CT-guided percutaneous drainage of the abscess in the right psoas muscle was successfully carried out two weeks after the surgery. The antibiotic treatment with vancomycin in combination with ceftriaxone was continued for four weeks, followed by sole antibiotic therapy with ceftriaxone, which was discontinued after three consecutive blood cultures had been confirmed negative. The postoperative course was unremarkable, and the patient was discharged from the institution 45 days later.

3. Discussion

This is the first report of S. aureus bacteremia complicated with both psoas abscess and IE in a patient with AD. Our report highlights the fact that AD can predispose to development of invasive S. aureus infections including psoas abscess and IE.

AD is the most common persistent inflammatory skin disorder characterized by intense pruritus and recurrent erythema. Patients with AD exhibit significant skin barrier disruption which leads to increased susceptibility to infection [8]. The human skin innate immune system includes the antimicrobial peptides β-defensins (HBD-2) and cathelicidins (LL-37), which are induced by inflammation and have antimicrobial, antifungal, and antiviral properties. These peptides are deficient in AD patients, resulting in increased susceptibility to microorganisms and providing an inviting environment for invasion, proliferation, and colonization of S. aureus [9, 10].
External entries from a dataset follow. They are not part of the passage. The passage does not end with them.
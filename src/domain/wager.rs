//! Wagers: a user's stake against a priced target.

use chrono::{DateTime, Utc};
use rust_decimal::Decimal;
use serde::{Deserialize, Serialize};

use crate::error::Error;

/// Lifecycle of a wager.
///
/// A wager stays `Pending` until its target is settled, then transitions
/// exactly once to `Won` or `Lost`. Never reversed, never re-evaluated.
#[derive(Debug, Clone, Copy, PartialEq, Eq, Serialize, Deserialize)]
#[serde(rename_all = "snake_case")]
pub enum WagerStatus {
    Pending,
    Won,
    Lost,
}

impl WagerStatus {
    #[must_use]
    pub const fn as_str(&self) -> &'static str {
        match self {
            Self::Pending => "pending",
            Self::Won => "won",
            Self::Lost => "lost",
        }
    }

    pub fn parse(s: &str) -> Result<Self, Error> {
        match s {
            "pending" => Ok(Self::Pending),
            "won" => Ok(Self::Won),
            "lost" => Ok(Self::Lost),
            other => Err(Error::Parse(format!("unknown wager status '{other}'"))),
        }
    }
}

/// Exactly one settlement target per wager.
#[derive(Debug, Clone, Copy, PartialEq, Eq)]
pub enum WagerTarget {
    /// A catalog-derived odds instance, settled from the final score.
    Odds(i32),
    /// A custom bet, settled from an admin-declared boolean result.
    Custom(i32),
}

/// A stake placed by a user against one target.
///
/// `price` is resolved at placement time and never looked up again: later
/// odds edits must not change what an existing wager pays.
#[derive(Debug, Clone, PartialEq, Eq, Serialize, Deserialize)]
pub struct Wager {
    pub id: i32,
    pub username: String,
    pub fixture_id: i32,
    pub stake: i64,
    pub price: Decimal,
    pub odds_instance_id: Option<i32>,
    pub custom_bet_id: Option<i32>,
    pub status: WagerStatus,
    pub placed_at: DateTime<Utc>,
}

impl Wager {
    /// The target this wager settles against.
    pub fn target(&self) -> Result<WagerTarget, Error> {
        match (self.odds_instance_id, self.custom_bet_id) {
            (Some(id), None) => Ok(WagerTarget::Odds(id)),
            (None, Some(id)) => Ok(WagerTarget::Custom(id)),
            _ => Err(crate::domain::error::DomainError::AmbiguousTarget.into()),
        }
    }

    /// Derived convenience figure: what this wager would pay if won.
    ///
    /// Settlement recomputes the payout from `stake` and `price`; this is
    /// display data, never authoritative.
    #[must_use]
    pub fn potential_winnings(&self) -> Decimal {
        (Decimal::from(self.stake) * self.price).floor()
    }
}
//! Teams and players: simple reference entities.

use serde::{Deserialize, Serialize};

#[derive(Debug, Clone, PartialEq, Eq, Serialize, Deserialize)]
pub struct Team {
    pub id: i32,
    pub name: String,
}

/// A player always belongs to exactly one team.
#[derive(Debug, Clone, PartialEq, Eq, Serialize, Deserialize)]
pub struct Player {
    pub id: i32,
    pub name: String,
    pub team_id: i32,
}
//! Fixtures: scheduled matches between two teams.

use chrono::{DateTime, Utc};
use serde::{Deserialize, Serialize};

use crate::error::Error;

/// Lifecycle of a fixture.
///
/// Transitions are monotonic and admin-driven:
/// `Upcoming -> Live -> Completed`. Settlement is what moves a fixture to
/// `Completed`, and a completed fixture never leaves that state.
#[derive(Debug, Clone, Copy, PartialEq, Eq, Serialize, Deserialize)]
#[serde(rename_all = "snake_case")]
pub enum FixtureStatus {
    Upcoming,
    Live,
    Completed,
}

impl FixtureStatus {
    #[must_use]
    pub const fn as_str(&self) -> &'static str {
        match self {
            Self::Upcoming => "upcoming",
            Self::Live => "live",
            Self::Completed => "completed",
        }
    }

    pub fn parse(s: &str) -> Result<Self, Error> {
        match s {
            "upcoming" => Ok(Self::Upcoming),
            "live" => Ok(Self::Live),
            "completed" => Ok(Self::Completed),
            other => Err(Error::Parse(format!("unknown fixture status '{other}'"))),
        }
    }

    /// Whether wagers may still be placed.
    #[must_use]
    pub const fn accepts_wagers(&self) -> bool {
        matches!(self, Self::Upcoming | Self::Live)
    }
}

/// A scheduled match between two distinct teams.
///
/// Final scores are present iff the fixture is completed.
#[derive(Debug, Clone, PartialEq, Eq, Serialize, Deserialize)]
pub struct Fixture {
    pub id: i32,
    pub home_team_id: i32,
    pub away_team_id: i32,
    pub kickoff: DateTime<Utc>,
    pub status: FixtureStatus,
    pub home_score: Option<i32>,
    pub away_score: Option<i32>,
}

impl Fixture {
    /// Final score, available once the fixture is completed.
    #[must_use]
    pub fn final_score(&self) -> Option<(i32, i32)> {
        match (self.home_score, self.away_score) {
            (Some(h), Some(a)) => Some((h, a)),
            _ => None,
        }
    }
}

#[cfg(test)]
mod tests {
    use super::*;

    #[test]
    fn status_roundtrips_through_strings() {
        for status in [
            FixtureStatus::Upcoming,
            FixtureStatus::Live,
            FixtureStatus::Completed,
        ] {
            assert_eq!(FixtureStatus::parse(status.as_str()).unwrap(), status);
        }
    }

    #[test]
    fn unknown_status_is_a_parse_error() {
        assert!(FixtureStatus::parse("postponed").is_err());
    }

    #[test]
    fn only_open_fixtures_accept_wagers() {
        assert!(FixtureStatus::Upcoming.accepts_wagers());
        assert!(FixtureStatus::Live.accepts_wagers());
        assert!(!FixtureStatus::Completed.accepts_wagers());
    }
}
As skin colonization with S. aureus is universal in AD patients, invasive S. aureus infections including IE occasionally occur in patients with AD [11]. As for IE, S. aureus is the most common microorganism responsible for IE. Risk factors of IE due to S. aureus include prosthetic heart valve, injecting drug use, and persistent bacteremia [12]. Although there is no clear evidence of a higher frequency of the coexistence of IE and AD, IE should be known as an important complication in this familiar skin disorder [4]. Higher C-reactive protein and persistent fever in the setting of S. aureus bacteremia are associated with IE as the present case showed [12, 13].

IE due to S. aureus more frequently causes complications including septic embolization and metastatic infection than other pathogens [14]. Horino et al. described that metastatic infections such as psoas abscess, spondylitis, IE, pulmonary abscess, and epidural abscess occurred in 14 of 73 patients with S. aureus bacteremia [13]. From the aspect of psoas abscess, since it can present with IE, patients with psoas abscess should be investigated for IE particularly caused by S. aureus [15]. To our knowledge, this is the first case of psoas abscess and IE due to S. aureus bacteremia in a patient with AD and otherwise healthy. Invasive S. aureus infections including IE and metastatic abscess should be considered in AD patients presenting with prolonged fever or fatigue.

4. Conclusion

AD can be a potential risk factor for invasive S. aureus infections including IE and psoas abscess. Physicians should be aware of the association between AD and invasive S. aureus infections to develop a proper and early diagnostic strategy.

Conflicts of Interest

The authors have no conflicts of interest or financial disclosure to announce.